● Material provided:
::::::::::

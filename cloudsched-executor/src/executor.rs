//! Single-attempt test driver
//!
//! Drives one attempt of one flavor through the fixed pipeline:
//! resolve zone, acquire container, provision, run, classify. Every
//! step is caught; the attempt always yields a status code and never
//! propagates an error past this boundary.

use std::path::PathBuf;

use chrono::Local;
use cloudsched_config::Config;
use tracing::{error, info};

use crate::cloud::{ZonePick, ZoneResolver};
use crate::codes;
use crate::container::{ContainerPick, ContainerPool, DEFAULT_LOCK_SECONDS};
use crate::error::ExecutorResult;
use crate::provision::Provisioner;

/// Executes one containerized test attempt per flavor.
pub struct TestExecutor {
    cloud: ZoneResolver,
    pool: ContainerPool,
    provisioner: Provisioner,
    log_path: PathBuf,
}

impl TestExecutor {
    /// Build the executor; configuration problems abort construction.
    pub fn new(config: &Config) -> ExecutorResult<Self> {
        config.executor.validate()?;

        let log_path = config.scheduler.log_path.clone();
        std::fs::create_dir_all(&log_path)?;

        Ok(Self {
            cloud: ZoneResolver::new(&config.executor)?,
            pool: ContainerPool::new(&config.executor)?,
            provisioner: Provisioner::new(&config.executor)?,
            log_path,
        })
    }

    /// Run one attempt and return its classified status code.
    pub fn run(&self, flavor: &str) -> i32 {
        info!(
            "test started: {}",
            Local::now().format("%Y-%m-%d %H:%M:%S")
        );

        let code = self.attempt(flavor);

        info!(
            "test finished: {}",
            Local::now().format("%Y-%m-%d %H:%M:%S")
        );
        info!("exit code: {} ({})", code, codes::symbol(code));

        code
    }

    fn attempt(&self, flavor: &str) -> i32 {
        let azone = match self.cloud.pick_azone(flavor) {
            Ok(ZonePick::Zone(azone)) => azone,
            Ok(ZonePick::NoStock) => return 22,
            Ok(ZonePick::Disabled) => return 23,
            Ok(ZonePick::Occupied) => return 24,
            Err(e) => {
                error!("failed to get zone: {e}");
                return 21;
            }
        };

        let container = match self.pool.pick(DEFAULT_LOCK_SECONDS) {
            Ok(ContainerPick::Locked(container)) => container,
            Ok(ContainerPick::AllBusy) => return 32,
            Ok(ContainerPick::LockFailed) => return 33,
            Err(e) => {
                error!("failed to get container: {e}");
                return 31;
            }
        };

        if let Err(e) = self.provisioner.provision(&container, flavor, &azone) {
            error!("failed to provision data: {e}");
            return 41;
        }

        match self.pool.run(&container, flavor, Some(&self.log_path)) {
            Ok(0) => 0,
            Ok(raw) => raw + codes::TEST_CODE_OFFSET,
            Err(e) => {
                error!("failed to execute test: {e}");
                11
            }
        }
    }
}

::::::::::

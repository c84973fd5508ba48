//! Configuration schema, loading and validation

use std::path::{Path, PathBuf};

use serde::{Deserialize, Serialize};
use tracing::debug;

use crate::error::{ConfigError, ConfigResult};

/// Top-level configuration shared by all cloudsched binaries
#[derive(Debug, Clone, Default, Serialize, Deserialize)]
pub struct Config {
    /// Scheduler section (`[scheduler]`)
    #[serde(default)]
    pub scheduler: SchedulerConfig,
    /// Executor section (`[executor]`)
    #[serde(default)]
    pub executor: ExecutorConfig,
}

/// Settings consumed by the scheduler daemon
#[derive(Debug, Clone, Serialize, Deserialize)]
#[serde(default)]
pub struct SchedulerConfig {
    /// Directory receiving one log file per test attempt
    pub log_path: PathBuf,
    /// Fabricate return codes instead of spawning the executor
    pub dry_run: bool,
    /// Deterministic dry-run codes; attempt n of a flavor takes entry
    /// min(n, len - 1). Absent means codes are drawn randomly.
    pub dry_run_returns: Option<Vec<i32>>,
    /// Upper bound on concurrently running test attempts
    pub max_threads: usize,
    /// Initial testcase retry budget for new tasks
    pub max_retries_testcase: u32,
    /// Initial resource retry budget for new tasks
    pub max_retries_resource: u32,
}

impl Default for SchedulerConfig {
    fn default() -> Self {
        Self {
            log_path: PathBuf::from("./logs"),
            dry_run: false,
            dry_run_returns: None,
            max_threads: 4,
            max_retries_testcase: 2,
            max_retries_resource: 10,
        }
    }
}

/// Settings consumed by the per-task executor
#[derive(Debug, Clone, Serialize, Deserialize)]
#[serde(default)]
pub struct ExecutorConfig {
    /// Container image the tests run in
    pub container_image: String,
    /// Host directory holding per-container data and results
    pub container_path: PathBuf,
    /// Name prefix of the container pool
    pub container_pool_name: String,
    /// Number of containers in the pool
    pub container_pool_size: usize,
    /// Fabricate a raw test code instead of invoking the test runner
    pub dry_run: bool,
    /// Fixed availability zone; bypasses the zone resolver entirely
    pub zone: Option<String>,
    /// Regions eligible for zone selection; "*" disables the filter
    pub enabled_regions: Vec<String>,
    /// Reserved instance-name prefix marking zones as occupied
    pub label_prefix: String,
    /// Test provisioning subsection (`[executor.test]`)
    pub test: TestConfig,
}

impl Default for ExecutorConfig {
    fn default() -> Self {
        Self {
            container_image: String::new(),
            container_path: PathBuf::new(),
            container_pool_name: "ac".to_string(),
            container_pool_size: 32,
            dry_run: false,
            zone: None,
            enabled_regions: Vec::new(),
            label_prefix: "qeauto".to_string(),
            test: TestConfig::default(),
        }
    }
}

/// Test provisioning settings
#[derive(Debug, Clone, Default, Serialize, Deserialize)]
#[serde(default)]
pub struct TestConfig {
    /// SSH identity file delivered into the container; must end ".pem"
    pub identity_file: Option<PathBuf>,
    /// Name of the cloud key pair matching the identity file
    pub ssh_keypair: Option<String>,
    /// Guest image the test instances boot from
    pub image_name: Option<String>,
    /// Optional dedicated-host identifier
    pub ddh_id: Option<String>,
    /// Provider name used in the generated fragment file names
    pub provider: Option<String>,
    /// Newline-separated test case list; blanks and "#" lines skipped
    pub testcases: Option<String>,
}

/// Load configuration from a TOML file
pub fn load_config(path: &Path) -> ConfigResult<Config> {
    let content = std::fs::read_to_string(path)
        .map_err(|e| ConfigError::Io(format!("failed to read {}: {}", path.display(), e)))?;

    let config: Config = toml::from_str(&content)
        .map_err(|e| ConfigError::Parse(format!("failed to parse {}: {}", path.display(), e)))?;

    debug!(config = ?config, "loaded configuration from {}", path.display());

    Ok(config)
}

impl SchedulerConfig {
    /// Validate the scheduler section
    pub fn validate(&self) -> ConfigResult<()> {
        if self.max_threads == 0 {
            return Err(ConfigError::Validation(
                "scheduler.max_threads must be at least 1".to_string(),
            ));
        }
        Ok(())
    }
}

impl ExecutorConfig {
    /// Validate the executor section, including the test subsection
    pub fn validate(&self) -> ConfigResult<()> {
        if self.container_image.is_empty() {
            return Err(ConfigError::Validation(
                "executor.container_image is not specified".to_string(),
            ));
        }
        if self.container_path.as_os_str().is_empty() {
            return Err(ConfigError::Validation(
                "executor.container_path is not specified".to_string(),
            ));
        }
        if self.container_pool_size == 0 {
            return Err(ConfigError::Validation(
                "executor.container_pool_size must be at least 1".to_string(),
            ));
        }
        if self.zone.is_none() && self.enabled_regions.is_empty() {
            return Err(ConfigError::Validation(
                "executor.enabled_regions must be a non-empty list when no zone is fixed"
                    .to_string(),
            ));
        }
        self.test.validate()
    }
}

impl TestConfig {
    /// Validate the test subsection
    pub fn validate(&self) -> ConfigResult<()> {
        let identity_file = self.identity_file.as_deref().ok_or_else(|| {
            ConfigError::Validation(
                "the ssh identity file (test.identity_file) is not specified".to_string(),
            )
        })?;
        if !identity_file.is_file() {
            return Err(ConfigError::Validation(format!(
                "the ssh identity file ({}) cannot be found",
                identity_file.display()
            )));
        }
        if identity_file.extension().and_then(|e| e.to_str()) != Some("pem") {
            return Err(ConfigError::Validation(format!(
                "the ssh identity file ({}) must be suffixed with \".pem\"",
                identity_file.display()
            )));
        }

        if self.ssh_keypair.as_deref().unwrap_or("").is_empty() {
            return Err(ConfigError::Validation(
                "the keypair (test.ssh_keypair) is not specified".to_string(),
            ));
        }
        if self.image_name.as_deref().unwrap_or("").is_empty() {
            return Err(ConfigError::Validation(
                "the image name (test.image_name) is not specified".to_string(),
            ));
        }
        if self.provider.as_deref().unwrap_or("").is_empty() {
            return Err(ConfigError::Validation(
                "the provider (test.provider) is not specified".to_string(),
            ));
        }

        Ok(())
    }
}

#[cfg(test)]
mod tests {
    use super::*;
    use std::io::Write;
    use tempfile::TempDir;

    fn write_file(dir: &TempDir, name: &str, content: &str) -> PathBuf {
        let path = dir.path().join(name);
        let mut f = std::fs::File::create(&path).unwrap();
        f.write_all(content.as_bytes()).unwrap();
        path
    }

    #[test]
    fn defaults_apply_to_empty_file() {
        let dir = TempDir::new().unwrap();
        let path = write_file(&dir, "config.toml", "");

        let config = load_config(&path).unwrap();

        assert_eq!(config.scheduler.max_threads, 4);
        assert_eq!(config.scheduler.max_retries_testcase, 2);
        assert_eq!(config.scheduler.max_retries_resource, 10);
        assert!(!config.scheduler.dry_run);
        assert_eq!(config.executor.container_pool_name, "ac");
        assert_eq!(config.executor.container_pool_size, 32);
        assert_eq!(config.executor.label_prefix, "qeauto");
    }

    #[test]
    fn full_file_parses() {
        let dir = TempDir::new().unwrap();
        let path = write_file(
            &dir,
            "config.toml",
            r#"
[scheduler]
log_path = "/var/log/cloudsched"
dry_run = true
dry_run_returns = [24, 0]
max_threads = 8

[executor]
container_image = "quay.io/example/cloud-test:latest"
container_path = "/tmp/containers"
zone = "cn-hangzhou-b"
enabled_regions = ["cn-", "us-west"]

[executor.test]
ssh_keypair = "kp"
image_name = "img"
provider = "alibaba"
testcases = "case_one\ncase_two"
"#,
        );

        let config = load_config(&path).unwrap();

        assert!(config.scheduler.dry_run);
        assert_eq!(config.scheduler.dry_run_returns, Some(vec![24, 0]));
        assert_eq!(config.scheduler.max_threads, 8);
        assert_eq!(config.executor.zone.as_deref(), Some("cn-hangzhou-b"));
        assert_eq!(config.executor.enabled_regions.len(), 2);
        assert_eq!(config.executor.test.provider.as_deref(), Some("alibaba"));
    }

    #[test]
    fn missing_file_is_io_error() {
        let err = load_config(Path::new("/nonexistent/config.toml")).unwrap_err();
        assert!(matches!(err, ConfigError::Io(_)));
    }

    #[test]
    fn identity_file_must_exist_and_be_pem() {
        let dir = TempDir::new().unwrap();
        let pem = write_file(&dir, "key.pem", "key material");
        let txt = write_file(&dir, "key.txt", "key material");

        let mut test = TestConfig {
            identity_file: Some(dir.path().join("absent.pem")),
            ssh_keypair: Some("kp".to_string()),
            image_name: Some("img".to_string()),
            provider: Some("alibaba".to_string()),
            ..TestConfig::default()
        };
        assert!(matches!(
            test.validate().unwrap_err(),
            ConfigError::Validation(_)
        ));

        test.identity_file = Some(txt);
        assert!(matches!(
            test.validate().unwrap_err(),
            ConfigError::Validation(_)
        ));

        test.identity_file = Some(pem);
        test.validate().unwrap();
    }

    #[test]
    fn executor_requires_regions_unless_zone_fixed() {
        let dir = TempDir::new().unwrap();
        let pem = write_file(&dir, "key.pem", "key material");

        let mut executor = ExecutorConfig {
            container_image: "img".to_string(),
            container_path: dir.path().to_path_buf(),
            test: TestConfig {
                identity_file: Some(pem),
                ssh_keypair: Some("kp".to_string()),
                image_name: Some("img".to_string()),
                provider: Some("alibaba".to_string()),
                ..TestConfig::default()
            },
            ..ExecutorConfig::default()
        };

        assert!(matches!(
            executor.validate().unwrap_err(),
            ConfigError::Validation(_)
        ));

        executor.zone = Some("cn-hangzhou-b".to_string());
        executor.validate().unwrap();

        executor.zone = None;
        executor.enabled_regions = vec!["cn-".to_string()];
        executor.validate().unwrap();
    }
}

::::::::::

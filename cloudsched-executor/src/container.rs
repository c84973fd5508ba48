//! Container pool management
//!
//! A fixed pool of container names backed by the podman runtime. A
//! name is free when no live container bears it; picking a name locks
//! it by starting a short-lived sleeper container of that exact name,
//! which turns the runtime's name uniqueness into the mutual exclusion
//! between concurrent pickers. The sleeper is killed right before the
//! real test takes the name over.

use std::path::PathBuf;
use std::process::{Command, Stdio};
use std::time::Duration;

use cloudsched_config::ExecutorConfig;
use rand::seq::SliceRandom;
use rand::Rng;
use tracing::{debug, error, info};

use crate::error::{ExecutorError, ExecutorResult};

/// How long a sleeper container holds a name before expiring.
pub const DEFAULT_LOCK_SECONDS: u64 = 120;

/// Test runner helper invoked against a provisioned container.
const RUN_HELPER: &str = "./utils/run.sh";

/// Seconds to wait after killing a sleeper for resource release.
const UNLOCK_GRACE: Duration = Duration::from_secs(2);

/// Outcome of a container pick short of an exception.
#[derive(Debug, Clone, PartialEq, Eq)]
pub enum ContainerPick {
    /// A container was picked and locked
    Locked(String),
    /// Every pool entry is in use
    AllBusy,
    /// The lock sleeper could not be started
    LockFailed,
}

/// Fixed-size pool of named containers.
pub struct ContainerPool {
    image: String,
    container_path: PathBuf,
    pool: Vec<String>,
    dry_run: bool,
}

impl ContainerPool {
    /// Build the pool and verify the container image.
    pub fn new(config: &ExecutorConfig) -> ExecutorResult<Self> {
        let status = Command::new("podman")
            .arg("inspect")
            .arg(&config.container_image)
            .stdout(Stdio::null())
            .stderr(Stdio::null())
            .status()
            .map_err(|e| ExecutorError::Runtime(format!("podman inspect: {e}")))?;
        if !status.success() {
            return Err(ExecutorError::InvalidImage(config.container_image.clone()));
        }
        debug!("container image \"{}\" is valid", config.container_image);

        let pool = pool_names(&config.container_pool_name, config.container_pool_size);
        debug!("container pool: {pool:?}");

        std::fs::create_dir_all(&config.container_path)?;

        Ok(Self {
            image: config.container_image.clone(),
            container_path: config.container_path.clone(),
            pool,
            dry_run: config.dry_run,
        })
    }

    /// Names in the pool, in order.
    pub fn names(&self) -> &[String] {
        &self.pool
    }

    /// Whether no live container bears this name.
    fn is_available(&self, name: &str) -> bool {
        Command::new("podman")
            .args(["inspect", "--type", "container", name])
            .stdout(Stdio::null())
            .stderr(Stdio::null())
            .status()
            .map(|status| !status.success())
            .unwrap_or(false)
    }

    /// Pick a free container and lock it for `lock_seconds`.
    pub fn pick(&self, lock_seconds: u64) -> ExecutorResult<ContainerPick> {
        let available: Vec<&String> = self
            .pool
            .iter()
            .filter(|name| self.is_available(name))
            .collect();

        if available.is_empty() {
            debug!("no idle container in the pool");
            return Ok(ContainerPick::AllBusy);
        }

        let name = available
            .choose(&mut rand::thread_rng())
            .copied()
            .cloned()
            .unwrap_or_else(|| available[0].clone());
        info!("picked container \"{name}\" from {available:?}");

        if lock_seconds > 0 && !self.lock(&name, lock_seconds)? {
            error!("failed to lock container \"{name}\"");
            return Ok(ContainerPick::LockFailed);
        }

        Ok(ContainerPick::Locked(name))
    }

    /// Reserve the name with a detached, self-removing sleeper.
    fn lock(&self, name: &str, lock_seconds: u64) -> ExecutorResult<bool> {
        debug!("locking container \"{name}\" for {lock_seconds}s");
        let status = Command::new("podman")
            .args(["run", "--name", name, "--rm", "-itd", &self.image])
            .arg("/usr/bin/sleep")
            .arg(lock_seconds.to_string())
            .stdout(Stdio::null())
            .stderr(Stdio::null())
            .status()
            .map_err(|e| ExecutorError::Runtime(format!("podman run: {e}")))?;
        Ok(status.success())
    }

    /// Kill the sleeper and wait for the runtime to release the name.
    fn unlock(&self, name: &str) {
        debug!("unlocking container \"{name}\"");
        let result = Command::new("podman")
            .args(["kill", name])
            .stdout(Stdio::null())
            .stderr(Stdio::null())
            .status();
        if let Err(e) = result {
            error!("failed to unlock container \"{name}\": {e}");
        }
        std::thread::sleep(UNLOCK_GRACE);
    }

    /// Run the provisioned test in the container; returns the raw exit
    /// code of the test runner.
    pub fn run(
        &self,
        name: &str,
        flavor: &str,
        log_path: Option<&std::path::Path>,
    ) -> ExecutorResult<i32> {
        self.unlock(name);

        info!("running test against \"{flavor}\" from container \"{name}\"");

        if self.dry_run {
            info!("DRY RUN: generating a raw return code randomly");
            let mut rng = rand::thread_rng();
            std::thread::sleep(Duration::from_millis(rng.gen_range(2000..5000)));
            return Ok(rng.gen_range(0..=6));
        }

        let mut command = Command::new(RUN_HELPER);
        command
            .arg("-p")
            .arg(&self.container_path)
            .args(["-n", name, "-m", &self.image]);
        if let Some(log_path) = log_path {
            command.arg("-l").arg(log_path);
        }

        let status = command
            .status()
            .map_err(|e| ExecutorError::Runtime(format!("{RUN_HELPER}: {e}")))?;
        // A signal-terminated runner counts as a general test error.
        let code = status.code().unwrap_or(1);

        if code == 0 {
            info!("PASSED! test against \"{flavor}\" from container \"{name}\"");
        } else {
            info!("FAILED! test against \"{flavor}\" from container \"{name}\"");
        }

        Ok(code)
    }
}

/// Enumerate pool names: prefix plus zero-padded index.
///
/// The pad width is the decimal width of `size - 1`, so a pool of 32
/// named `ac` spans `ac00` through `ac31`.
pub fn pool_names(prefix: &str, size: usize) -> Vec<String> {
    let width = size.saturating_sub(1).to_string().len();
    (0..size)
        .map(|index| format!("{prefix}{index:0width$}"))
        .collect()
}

::::::::::

● Task to complete: What you return must be an exact retyping of the lines above starting at the line with "filename cloudsched-executor/src/executor.rs" and ending at the line with "past this boundary.", and nothing besides.

● Your response:
filename cloudsched-executor/src/executor.rs
//! Single-attempt test driver
//!
//! Drives one attempt of one flavor through the fixed pipeline:
//! resolve zone, acquire container, provision, run, classify. Every
//! step is caught; the attempt always yields a status code and never
//! propagates an error past this boundary.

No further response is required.